La visione violenta e sensuale che
del mito biblico di Giuditta Caravaggio ha restituito in un
dipinto entrato per la sua forza dirompente nell'immaginario
collettivo, accanto all'interpretazione tutta femminile di
quello stesso tema offerta da un'artista tenace, coraggiosa e
appassionata come Artemisia Gentileschi: si gioca tutto sulla
potenza drammatica l'incontro tra i due celebri artisti a
Palazzo Barberini di Roma, nella mostra "Caravaggio e Artemisia:
la sfida di Giuditta.

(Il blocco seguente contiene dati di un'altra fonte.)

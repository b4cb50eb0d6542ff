/*
 * This file is part of meshreg.
 *
 * This program is free software: you can redistribute it and/or modify
 * it under the terms of the GNU Affero General Public License as published by
 * the Free Software Foundation, either version 3 of the License, or
 * (at your option) any later version.
 *
 * This program is distributed in the hope that it will be useful,
 * but WITHOUT ANY WARRANTY; without even the implied warranty of
 * MERCHANTABILITY or FITNESS FOR A PARTICULAR PURPOSE. See the
 * GNU Affero General Public License for more details.
 *
 * You should have received a copy of the GNU Affero General Public License
 * along with this program. If not, see <https://www.gnu.org/licenses/>.
 *
*/

//! The `meshregd` daemon: load configuration, stand up the registry
//! and its sync listener, and run until a shutdown signal arrives.

use env_logger::Builder;
use meshreg::auth::AuthGate;
use meshreg::config::{self, ConfigType};
use meshreg::registry::Registry;
use meshreg::sync::SyncListener;
use std::env;
use tokio::signal;
use tokio::sync::broadcast;

fn main() {
    Builder::new()
        .parse_filters(&env::var("MESHREG_LOG").unwrap_or_else(|_| "info".to_owned()))
        .init();

    let config = match config::get_config() {
        Ok(c) => c,
        Err(e) => {
            eprintln!("configuration error: {e}");
            std::process::exit(1);
        }
    };
    config.print_warnings();

    let runtime = tokio::runtime::Builder::new_multi_thread()
        .thread_name("meshregd")
        .enable_all()
        .build()
        .expect("failed to start async runtime");

    runtime.block_on(run(config));
    log::info!("meshregd stopped accepting connections");
}

async fn run(config: ConfigType) {
    let registry = Registry::new();
    let auth = AuthGate::open();
    let (shutdown_tx, _) = broadcast::channel(1);

    let listener = match SyncListener::bind(config.config(), registry.clone(), auth, shutdown_tx.clone()).await {
        Ok(l) => l,
        Err(e) => {
            log::error!("failed to bind sync listener: {e}");
            std::process::exit(1);
        }
    };
    log::info!(
        "meshregd listening on {}",
        listener
            .local_addr()
            .map(|a| a.to_string())
            .unwrap_or_else(|_| "unknown".to_string())
    );

    tokio::select! {
        res = listener.run() => {
            if let Err(e) = res {
                log::error!("sync listener exited with error: {e}");
            }
        }
        _ = signal::ctrl_c() => {
            log::info!("received shutdown signal");
            let _ = shutdown_tx.send(());
        }
    }
}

Violenza e seduzione nella pittura tra
Cinquecento e Seicento", allestita dal 26 novembre al 27 marzo
2022. A cura di Maria Cristina Terzaghi, l'esposizione si
sviluppa attorno alla celeberrima tela caravaggesca "Giuditta
che decapita Oloferne" - a 70 anni dalla sua riscoperta,
avvenuta nel 1951 grazie al restauratore Pico Cellini, e a 50
dall'acquisizione da parte dello Stato - per indagarne la
fortuna e la capacità di rappresentare nella storia della
pittura un punto di rottura proprio per la sua rivoluzionaria
composizione, divenuta un modello a cui in tanti si sono
ispirati. Sono 31 le tele esposte in un percorso denso,
articolato in 4 sezioni, che racconta le tante interpretazioni
del tema di Giuditta tra il XVI e il XVII secolo: dapprima il
contesto cinquecentesco a evidenziare i primi tentativi di una
nuova rappresentazione, poi l'impatto deflagrante della tela di
Caravaggio, in cui per la prima volta centrale è la veemenza del
delitto e il momento culminante dell'emozione. Nella terza
sezione compare invece Artemisia Gentileschi, massima interprete
del mito di Giuditta, che più volte insieme al padre Orazio si
misura con questo soggetto: la pittrice sceglie di immedesimarsi
nell'eroina biblica e coglie la possibilità di veicolare il
messaggio di una donna forte, esempio di virtù. Infine, la
quarta sala, dedicata al confronto tra il tema di Giuditta e
Oloferne e quello di Davide e Golia.